Fried Barry. Dir. Ryan Kruger.

The film plays like an assault on the senses, where overbearing colors pop along with abrasive, in-your-face filmmaking, marrying incredibly well with the pulse-pounding music thumping away in your ears. Fried Barry inundates you with wild images and sequences that speak not only to Barry’s own decline over the course of the film, but also to the decline of the world he is surrounded by.

You can practically feel the harshness of the world he inhabits as he shuffles from episodic event to episodic event, where he doesn’t chase the high: the high chases him. Barry is fed who knows what over and over, and when combined with the odd chance encounter he has at the beginning of the film, there’s almost like a chemical reaction where things only continue to go downhill for him.

If it’s not the sex, drugs, and alcohol, it’s the chaos of the situations Barry finds himself in. People float in and out of his life, almost as though they are ghosts. Or perhaps Barry is a ghost in theirs, the movie cleverly balancing the weird with the comedic as violence and life-changing events threaten to crush everyone under its direness.

Fried Barry. Dir. Ryan Kruger.

The film does have comedic undertones, but it’s of the kind where you’re a little uncertain about whether or not you should be concerned that you’re finding it funny.

It’s also surprising with its weirdness. While it does cut away during certain gory moments, some things remain very much on screen, and are arresting in their suddenness and shocking matter-of-fact display.

But where Fried Barry leaves its biggest impression is with its presentation. It’s a fascinating movie to watch, with the satirical rating classification that starts it all off, to the loving label of being a “Ryan Kruger Thing,” to the claustrophobic nature of so many characters staring you down as they speak, to even the neat intermission that separates the two halves of the film; Fried Barry is working overtime to create an atmosphere of pure carnage.

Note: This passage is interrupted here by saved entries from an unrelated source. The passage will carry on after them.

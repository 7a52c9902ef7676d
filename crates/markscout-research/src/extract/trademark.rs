//! Trademark filings mentioned in search hits.

use std::collections::HashSet;
use std::sync::OnceLock;

use markscout_common::{RiskLevel, TrademarkConflict, TrademarkStatus};
use regex::Regex;

use super::{canonical_order, truncate_chars, BrandMatch, BrandMatcher, HitView};
use crate::models::SearchHit;

const DETAILS_MAX_CHARS: usize = 200;

/// Status keywords in priority order. The first one present wins.
const STATUS_KEYWORDS: &[(&str, TrademarkStatus)] = &[
    ("registered", TrademarkStatus::Registered),
    ("pending", TrademarkStatus::Pending),
    ("objected", TrademarkStatus::Objected),
    ("opposed", TrademarkStatus::Opposed),
    ("abandoned", TrademarkStatus::Abandoned),
];

/// Extract trademark conflicts, deduplicated case-insensitively by name.
pub fn extract_trademark_conflicts(hits: &[SearchHit], brand_name: &str) -> Vec<TrademarkConflict> {
    let matcher = BrandMatcher::new(brand_name);
    let mut seen: HashSet<String> = HashSet::new();
    let mut conflicts = Vec::new();

    for view in canonical_order(hits) {
        let Some(brand_match) = matcher.matches(&view.combined) else { continue };
        let Some(name) = conflict_name(&view.hit.title, &matcher) else { continue };
        if !seen.insert(name.to_lowercase()) {
            continue;
        }

        let status = detect_status(&view);
        conflicts.push(TrademarkConflict {
            name,
            source: source_for_url(&view.hit.url).to_string(),
            conflict_type: "trademark_application".to_string(),
            application_number: application_number(&view.combined),
            status,
            owner: None,
            class_number: class_number(&view.combined),
            filing_date: None,
            similarity_score: Some(match brand_match {
                BrandMatch::Exact => "HIGH",
                BrandMatch::Variant => "MEDIUM",
            }.to_string()),
            industry_overlap: None,
            geographic_overlap: None,
            risk_level: risk_for_status(status),
            details: Some(truncate_chars(&view.hit.snippet, DETAILS_MAX_CHARS)),
            url: Some(view.hit.url.clone()),
        });
    }
    conflicts
}

fn detect_status(view: &HitView<'_>) -> Option<TrademarkStatus> {
    STATUS_KEYWORDS
        .iter()
        .find(|(kw, _)| view.combined.contains(kw))
        .map(|(_, status)| *status)
}

fn risk_for_status(status: Option<TrademarkStatus>) -> RiskLevel {
    match status {
        Some(TrademarkStatus::Registered) => RiskLevel::High,
        Some(TrademarkStatus::Objected) => RiskLevel::Low,
        _ => RiskLevel::Medium,
    }
}

fn source_for_url(url: &str) -> &'static str {
    if url.contains("trademarking.in") {
        "Trademarking.in"
    } else if url.contains("ipindia") {
        "IP India"
    } else if url.contains("justia") {
        "USPTO/Justia"
    } else {
        "Web Search"
    }
}

/// Indian application numbers are seven digits.
fn application_number(text: &str) -> Option<String> {
    static RE: OnceLock<Regex> = OnceLock::new();
    let re = RE.get_or_init(|| Regex::new(r"\b(\d{7})\b").unwrap());
    re.captures(text).map(|c| c[1].to_string())
}

fn class_number(text: &str) -> Option<String> {
    static RE: OnceLock<Regex> = OnceLock::new();
    let re = RE.get_or_init(|| Regex::new(r"class\s*(\d{1,2})").unwrap());
    re.captures(text).map(|c| c[1].to_string())
}

/// Name of the conflicting mark, taken from the raw (cased) title.
///
/// Quoted text first, then a run of capitalised words next to
/// "trademark"/"brand"/"mark", then the brand itself if the title names it.
fn conflict_name(title: &str, matcher: &BrandMatcher) -> Option<String> {
    static QUOTED: OnceLock<Regex> = OnceLock::new();
    static BEFORE: OnceLock<Regex> = OnceLock::new();
    static AFTER: OnceLock<Regex> = OnceLock::new();

    let quoted = QUOTED.get_or_init(|| Regex::new(r#""([^"]+)""#).unwrap());
    if let Some(c) = quoted.captures(title) {
        return Some(c[1].to_string());
    }

    let before = BEFORE.get_or_init(|| {
        Regex::new(r"(\b[A-Z][a-zA-Z]+(?:\s+[A-Z][a-zA-Z]+)*)\s+(?:trademark|brand|mark)").unwrap()
    });
    let after = AFTER.get_or_init(|| {
        Regex::new(r"(?:trademark|brand|mark)\s+(\b[A-Z][a-zA-Z]+(?:\s+[A-Z][a-zA-Z]+)*)").unwrap()
    });
    for re in [before, after] {
        if let Some(c) = re.captures(title) {
            return Some(c[1].to_string());
        }
    }

    matcher.occurs_in(title).then(|| matcher.brand().to_string())
}
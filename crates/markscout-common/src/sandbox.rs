use reqwest::{Client, ClientBuilder};
use std::collections::HashSet;
use std::time::Duration;
use tracing::warn;
use url::Url;
use crate::error::MarkscoutError;

const DEFAULT_TIMEOUT: Duration = Duration::from_secs(30);
const USER_AGENT: &str = "Mozilla/5.0 (X11; Linux x86_64) markscout/0.1";

/// An HTTP client that only allows requests to approved domains.
/// Search providers are the only outbound traffic the research core makes.
#[derive(Debug, Clone)]
pub struct SandboxClient {
    client: Client,
    allowlist: HashSet<String>,
}

impl SandboxClient {
    /// Creates a client with the default search-provider allowlist and a 30s timeout.
    pub fn new() -> Result<Self, MarkscoutError> {
        Self::with_timeout(DEFAULT_TIMEOUT)
    }

    pub fn with_timeout(timeout: Duration) -> Result<Self, MarkscoutError> {
        let mut allowlist = HashSet::new();
        let domains = vec![
            "html.duckduckgo.com", // DuckDuckGo HTML endpoint
            "duckduckgo.com",      // DuckDuckGo redirects
            "localhost",           // self-hosted SearxNG
            "127.0.0.1",           // Localhost alt
        ];

        for d in domains {
            allowlist.insert(d.to_string());
        }

        let client = ClientBuilder::new()
            .timeout(timeout)
            .user_agent(USER_AGENT)
            .build()?;

        Ok(Self { client, allowlist })
    }

    /// Appends an exact hostname to the allowlist.
    pub fn allow_domain(&mut self, domain: &str) {
        self.allowlist.insert(domain.to_string());
    }

    /// Allows the host of a full base URL, e.g. a configured SearxNG instance.
    pub fn allow_url_host(&mut self, base_url: &str) -> Result<(), MarkscoutError> {
        let parsed = Url::parse(base_url)
            .map_err(|e| MarkscoutError::Config(format!("invalid URL {base_url}: {e}")))?;
        let host = parsed
            .host_str()
            .ok_or_else(|| MarkscoutError::Config(format!("URL has no host: {base_url}")))?;
        self.allow_domain(host);
        Ok(())
    }

    /// Validates if a URL is permitted under the current sandbox policy.
    pub fn is_allowed(&self, url: &str) -> bool {
        if let Ok(parsed) = Url::parse(url) {
            if let Some(host) = parsed.host_str() {
                // Exact match or subdomain of an allowed domain
                for allowed in &self.allowlist {
                    if host == allowed || host.ends_with(&format!(".{}", allowed)) {
                        return true;
                    }
                }
            }
        }
        false
    }

    /// GET request builder, refused for hosts outside the allowlist.
    pub fn get(&self, url: &str) -> Result<reqwest::RequestBuilder, MarkscoutError> {
        if !self.is_allowed(url) {
            warn!(url, "Blocked request outside sandbox allowlist");
            return Err(MarkscoutError::Security(format!(
                "domain not in allowlist for URL {}",
                url
            )));
        }

        Ok(self.client.get(url))
    }
}
use thiserror::Error;

#[derive(Debug, Error)]
pub enum MarkscoutError {
    #[error("HTTP request error: {0}")]
    Http(#[from] reqwest::Error),

    #[error("Config parse error: {0}")]
    ConfigParse(#[from] toml::de::Error),

    #[error("Configuration error: {0}")]
    Config(String),

    #[error("Security policy violation: {0}")]
    Security(String),
}

pub type Result<T> = std::result::Result<T, MarkscoutError>;
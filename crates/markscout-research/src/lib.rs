//! markscout-research: Trademark conflict research pipeline.
//! Covers the whole research run:
//! - Nice classification lookup
//! - Phonetic variant expansion
//! - Search query strategy
//! - Batched, failure-tolerant retrieval against a search provider
//! - Heuristic conflict extraction (trademarks, companies, common law, precedents)
//! - Prompt-ready rendering of the findings

pub mod classification;
pub mod phonetic;
pub mod queries;
pub mod models;
pub mod sources;
pub mod retrieval;
pub mod extract;
pub mod summary;
pub mod pipeline;

pub use pipeline::{conduct_trademark_research, ResearchProgress, ResearchRequest};
pub use models::{Classification, RawHit, SearchHit, TrademarkResearchResult};
pub use retrieval::{RetrievalConfig, RetrievalEngine, RetrievalOutcome};
pub use sources::{build_provider, MockSearchProvider, SearchProvider};
pub use summary::{create_search_summary, format_brief, format_research_for_prompt};
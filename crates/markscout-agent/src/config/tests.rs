#[cfg(test)]
mod tests {
    use super::super::*;
    use markscout_common::SearchProviderKind;

    #[test]
    fn test_missing_file_yields_defaults() {
        let config = Config::load_from(Path::new("/nonexistent/markscout.toml")).unwrap();
        assert_eq!(config.search.provider, SearchProviderKind::DuckDuckGo);
        assert_eq!(config.execution.batch_size, 5);
        assert_eq!(config.logging.filter, "markscout=info,warn");
    }

    #[test]
    fn test_example_document() {
        let config = Config::from_toml_str(
            r#"
            [search]
            provider = "searxng"
            searxng_url = "http://localhost:8888"
            max_results = 8

            [execution]
            batch_size = 4
            batch_delay_ms = 500

            [defaults]
            country = "USA"

            [logging]
            filter = "markscout=debug"
            "#,
        )
        .unwrap();

        let research = config.research();
        assert_eq!(research.search.provider, SearchProviderKind::Searxng);
        assert_eq!(research.search.max_results, 8);
        assert_eq!(research.execution.batch_size, 4);
        assert_eq!(research.execution.query_timeout_secs, 30);
        assert_eq!(research.defaults.country, "USA");
        assert_eq!(config.logging.filter, "markscout=debug");
    }

    #[test]
    fn test_searxng_without_url_rejected() {
        assert!(Config::from_toml_str("[search]\nprovider = \"searxng\"\n").is_err());
    }

    #[test]
    fn test_unknown_provider_rejected() {
        assert!(Config::from_toml_str("[search]\nprovider = \"bing\"\n").is_err());
    }
}
//! Heuristic conflict extraction from search hits.
//!
//! Each extractor is a pure function over the hits of one run and never
//! fails: a hit that matches no pattern simply yields no record. All of
//! them share two building blocks defined here:
//!
//! - [`HitView`]: a hit plus its lower-cased `title + " " + snippet` text
//! - [`BrandMatcher`]: brand relevance (exact substring or near-spelling
//!   variant)
//!
//! Hits are walked in [`canonical_order`], so the output of every
//! extractor depends on the set of hits, not on the order retrieval
//! happened to deliver them in.

pub mod common_law;
pub mod company;
pub mod precedent;
pub mod trademark;

use crate::models::SearchHit;
use crate::phonetic::phonetic_variants;

pub use common_law::extract_common_law_conflicts;
pub use company::extract_company_conflicts;
pub use precedent::extract_legal_precedents;
pub use trademark::extract_trademark_conflicts;

/// Normalized view of a single hit.
#[derive(Debug, Clone)]
pub struct HitView<'a> {
    pub hit: &'a SearchHit,
    /// Lower-cased `title snippet`.
    pub combined: String,
}

impl<'a> HitView<'a> {
    pub fn new(hit: &'a SearchHit) -> Self {
        Self {
            hit,
            combined: format!("{} {}", hit.title, hit.snippet).to_lowercase(),
        }
    }

    pub fn url_lower(&self) -> String {
        self.hit.url.to_lowercase()
    }

    pub fn contains_any(&self, keywords: &[&str]) -> bool {
        keywords.iter().any(|kw| self.combined.contains(kw))
    }
}

/// Views over `hits`, sorted by `(query_index, url, title, snippet)`.
///
/// Earlier queries keep priority for first-found-wins dedup, and ties
/// inside one query are broken by content rather than arrival order.
pub fn canonical_order(hits: &[SearchHit]) -> Vec<HitView<'_>> {
    let mut sorted: Vec<&SearchHit> = hits.iter().collect();
    sorted.sort_by(|a, b| {
        (a.query_index, &a.url, &a.title, &a.snippet)
            .cmp(&(b.query_index, &b.url, &b.title, &b.snippet))
    });
    sorted.into_iter().map(HitView::new).collect()
}

/// How a hit was judged relevant to the brand.
#[derive(Debug, Clone, Copy, PartialEq, Eq)]
pub enum BrandMatch {
    Exact,
    Variant,
}

/// Brand relevance test shared by the extractors.
#[derive(Debug, Clone)]
pub struct BrandMatcher {
    brand: String,
    brand_lower: String,
    variants: Vec<String>,
}

impl BrandMatcher {
    pub fn new(brand_name: &str) -> Self {
        let brand = brand_name.trim().to_string();
        let variants = if brand.is_empty() {
            Vec::new()
        } else {
            phonetic_variants(&brand)
        };
        Self {
            brand_lower: brand.to_lowercase(),
            brand,
            variants,
        }
    }

    /// Brand as supplied, trimmed.
    pub fn brand(&self) -> &str {
        &self.brand
    }

    pub fn brand_lower(&self) -> &str {
        &self.brand_lower
    }

    /// Match against already lower-cased text. An empty brand matches
    /// nothing.
    pub fn matches(&self, text_lower: &str) -> Option<BrandMatch> {
        if self.brand_lower.is_empty() {
            return None;
        }
        if text_lower.contains(&self.brand_lower) {
            Some(BrandMatch::Exact)
        } else if self.variants.iter().any(|v| text_lower.contains(v.as_str())) {
            Some(BrandMatch::Variant)
        } else {
            None
        }
    }

    pub fn is_relevant(&self, view: &HitView<'_>) -> bool {
        self.matches(&view.combined).is_some()
    }

    /// True when the exact brand occurs in `text`, ignoring case.
    pub fn occurs_in(&self, text: &str) -> bool {
        !self.brand_lower.is_empty() && text.to_lowercase().contains(&self.brand_lower)
    }
}

/// First `max` characters of `text`.
pub fn truncate_chars(text: &str, max: usize) -> String {
    text.chars().take(max).collect()
}

const INDUSTRY_KEYWORDS: &[(&str, &[&str])] = &[
    ("Fashion", &["fashion", "apparel", "clothing", "garment", "textile"]),
    ("Technology", &["technology", "software", "tech", "it ", "digital"]),
    ("Cosmetics", &["cosmetic", "beauty", "skincare", "personal care"]),
    ("Food", &["food", "beverage", "restaurant", "cafe", "f&b"]),
    ("Pharma", &["pharmaceutical", "pharma", "medicine", "drug", "healthcare"]),
    ("Finance", &["finance", "banking", "investment", "fintech"]),
    ("Education", &["education", "edtech", "learning", "training"]),
];

/// Best-effort industry label for free text. First table entry wins.
pub fn extract_industry_from_text(text: &str) -> Option<String> {
    let lower = text.to_lowercase();
    INDUSTRY_KEYWORDS
        .iter()
        .find(|(_, keywords)| keywords.iter().any(|kw| lower.contains(kw)))
        .map(|(label, _)| label.to_string())
}

#[cfg(test)]
pub(crate) fn hit(index: usize, title: &str, url: &str, snippet: &str) -> SearchHit {
    SearchHit {
        title: title.to_string(),
        url: url.to_string(),
        snippet: snippet.to_string(),
        source: "Mock".to_string(),
        query_purpose: format!("purpose {index}"),
        query_index: index,
    }
}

Fried Barry. Dir. Ryan Kruger.

Director Ryan Kruger definitely leaves an impression.

Cary Green makes for a disarming lead, his manic and troubled performance combining the extraordinarily weird with the silent pain that Barry carries with him. He has a fascinating face, and thankfully the movie takes full advantage of showing him off as much as possible as he faces the absurdity.

Fried Barry is a wildly inventive film that works great as a cult midnight release, but may prove a little slight for some. It’s absolutely style over substance, but for a film like this, that’s more than a worthwhile investment.